Hutt Valley Genealogy Branch :: Fact-diggers mine for council gold

Fact-diggers mine for council gold

Hutt News | Tuesday, 06 March 2001

2001 International Year of Volunteers

Throughout 2001 - International Year of Volunteers - Hutt Views is running a series of articles highlighting the unpaid work thousands of people do in Hutt City.  In this article, we look at how genealogists help make Hutt City Information more accessible.

HAPPY IN THEIR WORK: (left to right) Len Dangerfield, Iris Fraser, Molly Geeves, Marie Perham, Jan Walker, Joy Adams, Betty Dangerfield and Helen Hinton create indexes from council records.

HAPPY IN THEIR WORK: (left to right) Len Dangerfield, Iris Fraser, Molly Geeves, Marie Perham, Jan Walker, Joy Adams, Betty Dangerfield and Helen Hinton create indexes from council records.

THEY chat quietly among themselves while they work, eyes and expressions concentrating on the job at hand.  Occasionally one of them will joke with a lively yet gentle humour that provokes similar, witty rejoinders.  Yet the work carries on with a ferocious devotion to accuracy.

They're members of the Hutt Valley branch of the New Zealand Society of Genealogists who volunteer every Monday morning to help Hutt City Council archivist Ruth Robinson make old council records more accessible to people.

Old, huge, heavy books about permits and jobs done by builders, plumbers and drainlayers are patiently transferred to index cards, an interim step to putting everything on computer.

Last year the Department of Internal Affairs reported that more than a million New Zealanders did volunteer work.  The United Nations designated 2001 the International Year of Volunteers, which opened in New Zealand on December 5.

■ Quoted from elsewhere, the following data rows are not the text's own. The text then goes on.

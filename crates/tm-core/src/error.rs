//! Error types for tm-core

use thiserror::Error;
use tm_db::DbError;

/// Error returned by a migration's own action.
///
/// Procedures may fail with any error type; [`DbError`] converts into it
/// with `?`.
pub type StepError = Box<dyn std::error::Error + Send + Sync>;

/// Errors from building a migrator or applying migrations
#[derive(Error, Debug)]
pub enum MigrateError {
    /// MG001: The ledger records more migrations than the list defines
    #[error("[MG001] Too many applied migrations: ledger has {applied}, only {known} defined")]
    TooManyApplied { applied: usize, known: usize },

    /// MG002: Could not start the transaction for a migration
    #[error("[MG002] Failed to start transaction for migration {id} ({name})")]
    Begin {
        id: usize,
        name: String,
        #[source]
        source: DbError,
    },

    /// MG003: The migration's action failed; its transaction was rolled back
    #[error("[MG003] Migration {id} ({name}) failed")]
    Migration {
        id: usize,
        name: String,
        #[source]
        source: StepError,
    },

    /// MG004: The ledger row could not be written; the transaction was rolled back
    #[error("[MG004] Failed to record migration {id} ({name}) in the ledger")]
    RecordLedger {
        id: usize,
        name: String,
        #[source]
        source: DbError,
    },

    /// MG005: Commit failed; the migration is not applied and will be retried
    #[error("[MG005] Failed to commit transaction for migration {id} ({name})")]
    Commit {
        id: usize,
        name: String,
        #[source]
        source: DbError,
    },

    /// MG006: A ledger row names a different migration than the list holds at that position
    #[error("[MG006] Ledger row {id} records '{recorded}' but migration {id} is '{expected}'")]
    HistoryMismatch {
        id: usize,
        recorded: String,
        expected: String,
    },

    /// MG007: Two migrations share a name
    #[error("[MG007] Duplicate migration name: {name}")]
    DuplicateMigration { name: String },

    /// MG008: Migration name cannot be stored in the ledger
    #[error("[MG008] Invalid migration name '{name}': {reason}")]
    InvalidMigrationName { name: String, reason: String },

    /// MG009: Ledger table name is not a plain SQL identifier
    #[error("[MG009] Invalid ledger table name: '{name}'")]
    InvalidTableName { name: String },

    /// Ledger bootstrap or count query failed
    #[error(transparent)]
    Database(#[from] DbError),
}

/// Result type alias for [`MigrateError`]
pub type MigrateResult<T> = Result<T, MigrateError>;

/// Configuration and migration-source errors
#[derive(Error, Debug)]
pub enum ConfigError {
    /// C001: Configuration file not found
    #[error("[C001] Config file not found: {path}")]
    ConfigNotFound { path: String },

    /// C002: Failed to parse configuration file
    #[error("[C002] Failed to parse config: {message}")]
    ConfigParseError { message: String },

    /// C003: Invalid configuration value
    #[error("[C003] Invalid config: {message}")]
    ConfigInvalid { message: String },

    /// C004: Migrations directory not found
    #[error("[C004] Migrations directory not found: {path}")]
    MigrationsDirNotFound { path: String },

    /// C005: IO error with the offending path
    #[error("[C005] IO error at {path}: {source}")]
    IoWithPath {
        path: String,
        #[source]
        source: std::io::Error,
    },
}

/// Result type alias for [`ConfigError`]
pub type ConfigResult<T> = Result<T, ConfigError>;

impl From<serde_yaml::Error> for ConfigError {
    fn from(err: serde_yaml::Error) -> Self {
        ConfigError::ConfigParseError {
            message: err.to_string(),
        }
    }
}
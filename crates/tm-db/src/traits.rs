//! Command and transaction traits the migrator is written against

use crate::error::DbResult;
use crate::value::{Row, SqlValue};
use async_trait::async_trait;

/// Statement execution against a connection or an open transaction.
///
/// Implementations must be Send + Sync for async operation. Placeholder
/// syntax for `params` is whatever the driver accepts (`$1` / `?`).
#[async_trait]
pub trait Commands: Send + Sync {
    /// Execute a single statement, returns affected rows
    async fn execute(&self, sql: &str, params: &[SqlValue]) -> DbResult<usize>;

    /// Execute one or more semicolon-separated statements
    async fn execute_batch(&self, sql: &str) -> DbResult<()>;

    /// Run a query and collect every row
    async fn query(&self, sql: &str, params: &[SqlValue]) -> DbResult<Vec<Row>>;

    /// Run a query and return its first row, if any
    async fn query_row(&self, sql: &str, params: &[SqlValue]) -> DbResult<Option<Row>> {
        Ok(self.query(sql, params).await?.into_iter().next())
    }

    /// Database type identifier for logging
    fn db_type(&self) -> &'static str;
}

/// A live connection that can open transactions.
#[async_trait]
pub trait Connection: Commands {
    /// View this connection as a plain command handle
    fn as_commands(&self) -> &dyn Commands;

    /// Open a new transaction on this connection
    async fn begin(&self) -> DbResult<Box<dyn Transaction + '_>>;
}

/// An open transaction.
///
/// Statements issued through the [`Commands`] half of the handle become
/// visible only once [`Transaction::commit`] succeeds. Both `commit` and
/// `rollback` consume the handle.
#[async_trait]
pub trait Transaction: Commands {
    /// View this transaction as a plain command handle
    fn as_commands(&self) -> &dyn Commands;

    /// Make every statement issued through this handle durable
    async fn commit(self: Box<Self>) -> DbResult<()>;

    /// Discard every statement issued through this handle
    async fn rollback(self: Box<Self>) -> DbResult<()>;
}
//! Conversions between [`SqlValue`] and DuckDB's parameter and row types.

use crate::value::{Row, SqlValue};
use duckdb::types::{ToSql, ToSqlOutput, Value, ValueRef};

impl ToSql for SqlValue {
    fn to_sql(&self) -> duckdb::Result<ToSqlOutput<'_>> {
        let value = match self {
            SqlValue::Null => Value::Null,
            SqlValue::Integer(n) => Value::BigInt(*n),
            SqlValue::Real(r) => Value::Double(*r),
            SqlValue::Text(s) => Value::Text(s.clone()),
            SqlValue::Boolean(b) => Value::Boolean(*b),
        };
        Ok(ToSqlOutput::Owned(value))
    }
}

/// Read a column value according to the type DuckDB reports for it.
///
/// Text columns stay text even when their contents look numeric, so a
/// `VARCHAR` holding `"001"` reads back as [`SqlValue::Text`]. Other types
/// (DECIMAL, dates) are read as a float, then as a string, then NULL.
fn get_column_value(row: &duckdb::Row<'_>, idx: usize) -> SqlValue {
    let value = match row.get_ref(idx) {
        Ok(value) => value,
        Err(_) => return SqlValue::Null,
    };
    match value {
        ValueRef::Null => SqlValue::Null,
        ValueRef::Boolean(b) => SqlValue::Boolean(b),
        ValueRef::TinyInt(n) => SqlValue::Integer(n.into()),
        ValueRef::SmallInt(n) => SqlValue::Integer(n.into()),
        ValueRef::Int(n) => SqlValue::Integer(n.into()),
        ValueRef::BigInt(n) => SqlValue::Integer(n),
        ValueRef::UTinyInt(n) => SqlValue::Integer(n.into()),
        ValueRef::USmallInt(n) => SqlValue::Integer(n.into()),
        ValueRef::UInt(n) => SqlValue::Integer(n.into()),
        ValueRef::UBigInt(n) => i64::try_from(n).map_or(SqlValue::Real(n as f64), SqlValue::Integer),
        ValueRef::Float(f) => SqlValue::Real(f.into()),
        ValueRef::Double(f) => SqlValue::Real(f),
        ValueRef::Text(bytes) => SqlValue::Text(String::from_utf8_lossy(bytes).into_owned()),
        _ => {
            if let Ok(Some(f)) = row.get::<_, Option<f64>>(idx) {
                return SqlValue::Real(f);
            }
            match row.get::<_, Option<String>>(idx) {
                Ok(Some(s)) => SqlValue::Text(s),
                _ => SqlValue::Null,
            }
        }
    }
}

/// Read every column of a DuckDB row.
///
/// DuckDB panics on `stmt.column_count()` before execution, so the count is
/// taken from the row's statement, which has run by the time a row exists.
pub(crate) fn read_row(row: &duckdb::Row<'_>) -> Row {
    let col_count = row.as_ref().column_count();
    Row::new((0..col_count).map(|i| get_column_value(row, i)).collect())
}
//! tm-db - Database collaborator contract for Tidemark
//!
//! This crate provides the `Commands`, `Connection` and `Transaction` traits
//! the migrator drives, plus a DuckDB implementation of them.

pub mod duckdb;
pub mod error;
pub(crate) mod row_helpers;
pub mod traits;
pub mod value;

pub use self::duckdb::{DuckDbBackend, DuckDbTransaction};
pub use error::{DbError, DbResult};
pub use traits::{Commands, Connection, Transaction};
pub use value::{Row, SqlValue};
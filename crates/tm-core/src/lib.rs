//! tm-core - Core library for Tidemark
//!
//! Applies an ordered, append-only list of migrations exactly once each.
//! Progress is recorded in a ledger table keyed by list position, one row per
//! applied migration, written in the same transaction as the migration itself.

pub mod config;
pub mod error;
pub mod ledger;
pub mod logger;
pub mod migration;
pub mod migrator;
pub mod source;

pub use config::Config;
pub use error::{ConfigError, ConfigResult, MigrateError, MigrateResult, StepError};
pub use ledger::{LedgerEntry, DEFAULT_TABLE_NAME};
pub use logger::{LogFacadeLogger, LogFields, MigrationLogger, StdoutLogger};
pub use migration::{BoxFuture, Migration, MigrationAction, Procedure};
pub use migrator::{AppliedMigration, MigrationSummary, Migrator, MigratorBuilder};
pub use source::load_migrations_from_dir;
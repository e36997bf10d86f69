//! Status command implementation

use anyhow::{Context, Result};
use serde::Serialize;
use tm_core::MigrateError;

use crate::cli::{GlobalArgs, StatusArgs};
use crate::commands::common::{cli_logger, print_rows, ExitCode, MigrationRow, MigrationStatus};
use crate::context::RuntimeContext;

#[derive(Debug, Serialize)]
struct StatusReport {
    ledger_table: String,
    applied: usize,
    pending: usize,
    migrations: Vec<MigrationRow>,
    error: Option<String>,
}

/// Execute the status command
pub async fn execute(args: &StatusArgs, global: &GlobalArgs) -> Result<()> {
    let ctx = RuntimeContext::new(global, cli_logger(global.verbose))?;

    let history = ctx
        .migrator
        .history(&ctx.db)
        .await
        .context("Failed to read migration ledger")?;

    // Only ledger problems are reported; driver errors abort.
    let error = match ctx.migrator.verify_history(&ctx.db).await {
        Ok(()) => None,
        Err(e @ (MigrateError::HistoryMismatch { .. } | MigrateError::TooManyApplied { .. })) => {
            Some(e.to_string())
        }
        Err(e) => return Err(e).context("Failed to verify migration ledger"),
    };

    let migrations: Vec<MigrationRow> = ctx
        .migrator
        .migrations()
        .iter()
        .enumerate()
        .map(|(id, m)| MigrationRow {
            id,
            name: m.name().to_string(),
            status: if id < history.len() {
                MigrationStatus::Applied
            } else {
                MigrationStatus::Pending
            },
        })
        .collect();
    let applied = history.len().min(migrations.len());

    let report = StatusReport {
        ledger_table: ctx.config.ledger_table.clone(),
        applied,
        pending: migrations.len() - applied,
        migrations,
        error,
    };

    if args.json {
        println!("{}", serde_json::to_string_pretty(&report)?);
    } else {
        print_rows(&report.migrations);
        println!();
        println!(
            "{} applied, {} pending (ledger: {})",
            report.applied, report.pending, report.ledger_table
        );
        if let Some(error) = &report.error {
            eprintln!("{error}");
        }
    }

    if report.error.is_some() {
        return Err(ExitCode(1).into());
    }
    Ok(())
}
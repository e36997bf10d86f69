//! End-to-end migrator runs against real DuckDB databases

use std::sync::{Arc, Mutex};
use tempfile::TempDir;
use tm_core::{
    load_migrations_from_dir, LedgerEntry, LogFields, MigrateError, Migration, Migrator,
    StepError,
};
use tm_db::{Commands, DuckDbBackend};

fn quiet(migrations: Vec<Migration>) -> Migrator {
    Migrator::builder()
        .migrations(migrations)
        .logger(|_: &str, _: &LogFields| {})
        .build()
        .unwrap()
}

fn sample_migrations() -> Vec<Migration> {
    vec![
        Migration::sql("create foo", "CREATE TABLE foo (id INT PRIMARY KEY)"),
        Migration::sql(
            "create bar, alter bar",
            "CREATE TABLE bar (id INT PRIMARY KEY); ALTER TABLE bar ADD COLUMN name VARCHAR(255)",
        ),
        Migration::from_fn("fn: create foobar, insert", |tx| {
            Box::pin(async move {
                tx.execute_batch("CREATE TABLE foobar (id INT PRIMARY KEY)")
                    .await?;
                tx.execute("INSERT INTO foobar (id) VALUES ($1)", &[1i64.into()])
                    .await?;
                Ok::<_, StepError>(())
            })
        }),
    ]
}

async fn ledger(db: &DuckDbBackend, table: &str) -> Vec<(i64, String)> {
    db.query(&format!("SELECT id, version FROM {table} ORDER BY id"), &[])
        .await
        .unwrap()
        .into_iter()
        .map(|row| (row.get_i64(0).unwrap(), row.get_str(1).unwrap().to_string()))
        .collect()
}

async fn table_exists(db: &DuckDbBackend, table: &str) -> bool {
    let row = db
        .query_row(
            "SELECT COUNT(*) FROM information_schema.tables WHERE table_name = $1",
            &[table.into()],
        )
        .await
        .unwrap()
        .unwrap();
    row.get_i64(0).unwrap() == 1
}

#[tokio::test]
async fn applies_sample_list_then_is_idempotent() {
    let db = DuckDbBackend::in_memory().unwrap();
    let migrator = quiet(sample_migrations());

    let summary = migrator.migrate(&db).await.unwrap();
    assert_eq!(summary.applied.len(), 3);

    assert_eq!(
        ledger(&db, "__migrations").await,
        vec![
            (0, "create foo".to_string()),
            (1, "create bar, alter bar".to_string()),
            (2, "fn: create foobar, insert".to_string()),
        ]
    );
    for table in ["foo", "bar", "foobar"] {
        assert!(table_exists(&db, table).await, "{table} missing");
    }

    let summary = migrator.migrate(&db).await.unwrap();
    assert_eq!(summary.previously_applied, 3);
    assert!(summary.applied.is_empty());
    assert_eq!(ledger(&db, "__migrations").await.len(), 3);
}

#[tokio::test]
async fn appended_migrations_apply_on_next_run() {
    let db = DuckDbBackend::in_memory().unwrap();
    let mut migrations = sample_migrations();
    let fourth = Migration::sql("create baz", "CREATE TABLE baz (id INT)");

    quiet(sample_migrations()).migrate(&db).await.unwrap();
    migrations.push(fourth);
    let summary = quiet(migrations).migrate(&db).await.unwrap();

    assert_eq!(summary.previously_applied, 3);
    assert_eq!(summary.applied.len(), 1);
    assert_eq!(summary.applied[0].id, 3);
    assert!(table_exists(&db, "baz").await);
}

#[tokio::test]
async fn failed_migration_leaves_no_partial_state() {
    let db = DuckDbBackend::in_memory().unwrap();
    let migrator = quiet(vec![
        Migration::sql("create foo", "CREATE TABLE foo (id INT)"),
        Migration::sql(
            "half broken",
            "CREATE TABLE partial (id INT); INSERT INTO no_such_table VALUES (1)",
        ),
        Migration::sql("create later", "CREATE TABLE later (id INT)"),
    ]);

    let err = migrator.migrate(&db).await.unwrap_err();

    assert!(matches!(err, MigrateError::Migration { id: 1, .. }), "got {err:?}");
    assert_eq!(ledger(&db, "__migrations").await, vec![(0, "create foo".to_string())]);
    assert!(table_exists(&db, "foo").await);
    assert!(!table_exists(&db, "partial").await);
    assert!(!table_exists(&db, "later").await);
}

#[tokio::test]
async fn fixed_migration_resumes_at_failed_index() {
    let db = DuckDbBackend::in_memory().unwrap();
    let broken = quiet(vec![
        Migration::sql("create foo", "CREATE TABLE foo (id INT)"),
        Migration::sql("create bar", "CREATE TABLE bar (id INT"),
    ]);
    assert!(broken.migrate(&db).await.is_err());

    let fixed = quiet(vec![
        Migration::sql("create foo", "CREATE TABLE foo (id INT)"),
        Migration::sql("create bar", "CREATE TABLE bar (id INT)"),
    ]);
    let summary = fixed.migrate(&db).await.unwrap();

    assert_eq!(summary.previously_applied, 1);
    assert_eq!(summary.applied[0].name, "create bar");
}

#[tokio::test]
async fn too_many_applied_touches_nothing() {
    let db = DuckDbBackend::in_memory().unwrap();
    quiet(sample_migrations()).migrate(&db).await.unwrap();

    let shorter = quiet(vec![Migration::sql(
        "create foo",
        "CREATE TABLE foo (id INT PRIMARY KEY)",
    )]);
    let err = shorter.migrate(&db).await.unwrap_err();

    assert!(matches!(
        err,
        MigrateError::TooManyApplied {
            applied: 3,
            known: 1
        }
    ));
    assert_eq!(ledger(&db, "__migrations").await.len(), 3);
}

#[tokio::test]
async fn custom_table_name_is_used() {
    let db = DuckDbBackend::in_memory().unwrap();
    let migrator = Migrator::builder()
        .migrations(sample_migrations())
        .table_name("custom_table_name")
        .logger(|_: &str, _: &LogFields| {})
        .build()
        .unwrap();

    migrator.migrate(&db).await.unwrap();

    assert_eq!(ledger(&db, "custom_table_name").await.len(), 3);
    assert!(!table_exists(&db, "__migrations").await);
}

#[tokio::test]
async fn pending_and_history_reflect_ledger() {
    let db = DuckDbBackend::in_memory().unwrap();
    let mut migrations = sample_migrations();
    migrations.truncate(1);
    quiet(migrations).migrate(&db).await.unwrap();

    let migrator = quiet(sample_migrations());
    let pending: Vec<&str> = migrator
        .pending(&db)
        .await
        .unwrap()
        .iter()
        .map(|m| m.name())
        .collect();
    assert_eq!(pending, vec!["create bar, alter bar", "fn: create foobar, insert"]);

    assert_eq!(
        migrator.history(&db).await.unwrap(),
        vec![LedgerEntry {
            id: 0,
            version: "create foo".to_string()
        }]
    );
    assert_eq!(migrator.count_applied(&db).await.unwrap(), 1);
}

#[tokio::test]
async fn reordered_list_is_caught_by_history_check() {
    let db = DuckDbBackend::in_memory().unwrap();
    quiet(vec![Migration::sql("create foo", "CREATE TABLE foo (id INT)")])
        .migrate(&db)
        .await
        .unwrap();

    let reordered = quiet(vec![
        Migration::sql("create bar", "CREATE TABLE bar (id INT)"),
        Migration::sql("create foo", "CREATE TABLE foo (id INT)"),
    ]);
    let err = reordered.migrate(&db).await.unwrap_err();

    assert!(matches!(err, MigrateError::HistoryMismatch { id: 0, .. }));
    assert!(!table_exists(&db, "bar").await);
}

#[tokio::test]
async fn logger_sees_each_migration() {
    let db = DuckDbBackend::in_memory().unwrap();
    let names: Arc<Mutex<Vec<String>>> = Arc::default();
    let sink = Arc::clone(&names);
    let migrator = Migrator::builder()
        .migrations(sample_migrations())
        .logger(move |message: &str, fields: &LogFields| {
            if message == "applied migration" {
                let name = fields["name"].as_str().unwrap_or_default().to_string();
                sink.lock().unwrap().push(name);
            }
        })
        .build()
        .unwrap();

    migrator.migrate(&db).await.unwrap();

    assert_eq!(
        *names.lock().unwrap(),
        vec!["create foo", "create bar, alter bar", "fn: create foobar, insert"]
    );
}

#[tokio::test]
async fn progress_survives_reopening_database_file() {
    let dir = TempDir::new().unwrap();
    let path = dir.path().join("app.duckdb");

    {
        let db = DuckDbBackend::from_path(&path).unwrap();
        let mut first_two = sample_migrations();
        first_two.truncate(2);
        quiet(first_two).migrate(&db).await.unwrap();
    }

    let db = DuckDbBackend::from_path(&path).unwrap();
    let summary = quiet(sample_migrations()).migrate(&db).await.unwrap();
    assert_eq!(summary.previously_applied, 2);
    assert_eq!(summary.applied.len(), 1);
    assert_eq!(ledger(&db, "__migrations").await.len(), 3);
}

#[tokio::test]
async fn directory_migrations_apply_in_file_order() {
    let dir = TempDir::new().unwrap();
    std::fs::write(
        dir.path().join("0002_seed.sql"),
        "INSERT INTO users (id) VALUES (1), (2);",
    )
    .unwrap();
    std::fs::write(
        dir.path().join("0001_users.sql"),
        "CREATE TABLE users (id INT PRIMARY KEY);",
    )
    .unwrap();

    let db = DuckDbBackend::in_memory().unwrap();
    let migrator = quiet(load_migrations_from_dir(dir.path()).unwrap());
    migrator.migrate(&db).await.unwrap();

    assert_eq!(
        ledger(&db, "__migrations").await,
        vec![(0, "0001_users".to_string()), (1, "0002_seed".to_string())]
    );
    let row = db
        .query_row("SELECT COUNT(*) FROM users", &[])
        .await
        .unwrap()
        .unwrap();
    assert_eq!(row.get_i64(0).unwrap(), 2);
}

#[tokio::test]
async fn numeric_looking_names_survive_ledger_round_trip() {
    let names = ["001", "1.5", "true", "20240101"];
    let build = || {
        quiet(
            names
                .iter()
                .map(|name| Migration::sql(*name, "SELECT 1"))
                .collect(),
        )
    };
    let db = DuckDbBackend::in_memory().unwrap();

    let first = build().migrate(&db).await.unwrap();
    assert_eq!(first.applied.len(), 4);

    let migrator = build();
    let history: Vec<String> = migrator
        .history(&db)
        .await
        .unwrap()
        .into_iter()
        .map(|entry| entry.version)
        .collect();
    assert_eq!(history, names);
    migrator.verify_history(&db).await.unwrap();

    let second = migrator.migrate(&db).await.unwrap();
    assert_eq!(second.previously_applied, 4);
    assert!(second.applied.is_empty());
}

"It's a mutually supportive relationship,"  Ms Robinson says.  "The volunteers provide huge support for the archives, they're very enthusiastic and passionate about what they do, and it helps having such good advocates for the City Archive, too.  And they're great company".

Helen Hinton, at 68 the youngest of the group, says that as genealogists they see the benefits of having access m information that is stored somewhere, "and of making it accessible to people and keeping it accessible".

Through this work Jan Walker found out who had built her parents' fowlhouse, a remark that sparks observations about social change, and that now they are banned under bylaws.

Marie Perham, nearly 50 years ago the pipe major of the Auckland Ladies' Highland Pipe Band, found that her son's house was built as a two-bedroom cottage in 1929.

The reference to her bagpipe-playing leads to a brief discussion of whether it should be "ladies" with an apostrophe or ladies without one.  Len Dangerfield, at 82 the oldest in the group, and the lone male, is quite clear that it shouldn't.  A retired newspaper compositor, he quotes the Cambridge University manual of style as his authority.  "The ladies don't own the band," he says.

Elderly and retired, they're active.  Six of them have personal computers, and four are on the internet.  They send each other and Ruth Robinson emails, including the joke ones.  The internet, following on from the microfiche and microfilm, has opened vast new areas in which genealogists can fossick around.

Jan Walker, helped by Helen Hinton, tutors older people in computers at SeniorNet in the Betty Campbell Centre in Wellington.

"I've lost my Norton Antivirus,"  Mrs Perham says, which prompts a brief discussion on where it might have gone and how and where it might be found.

Several of the group are volunteers in other activities, and most engage in sports such as bowling.  Iris Fraser, who has lived in Wainuiomata for 40 years, is a member of the Historical Society of Wainuiomata.

By common, unspoken consent, the over-the-teacups interview starts to draw to a close.  After a long summer break, they're keen to get back into digging facts out of the volumes of council files.

Back at their desks they get back to work - their handwriting is neat and clear, spelling correct.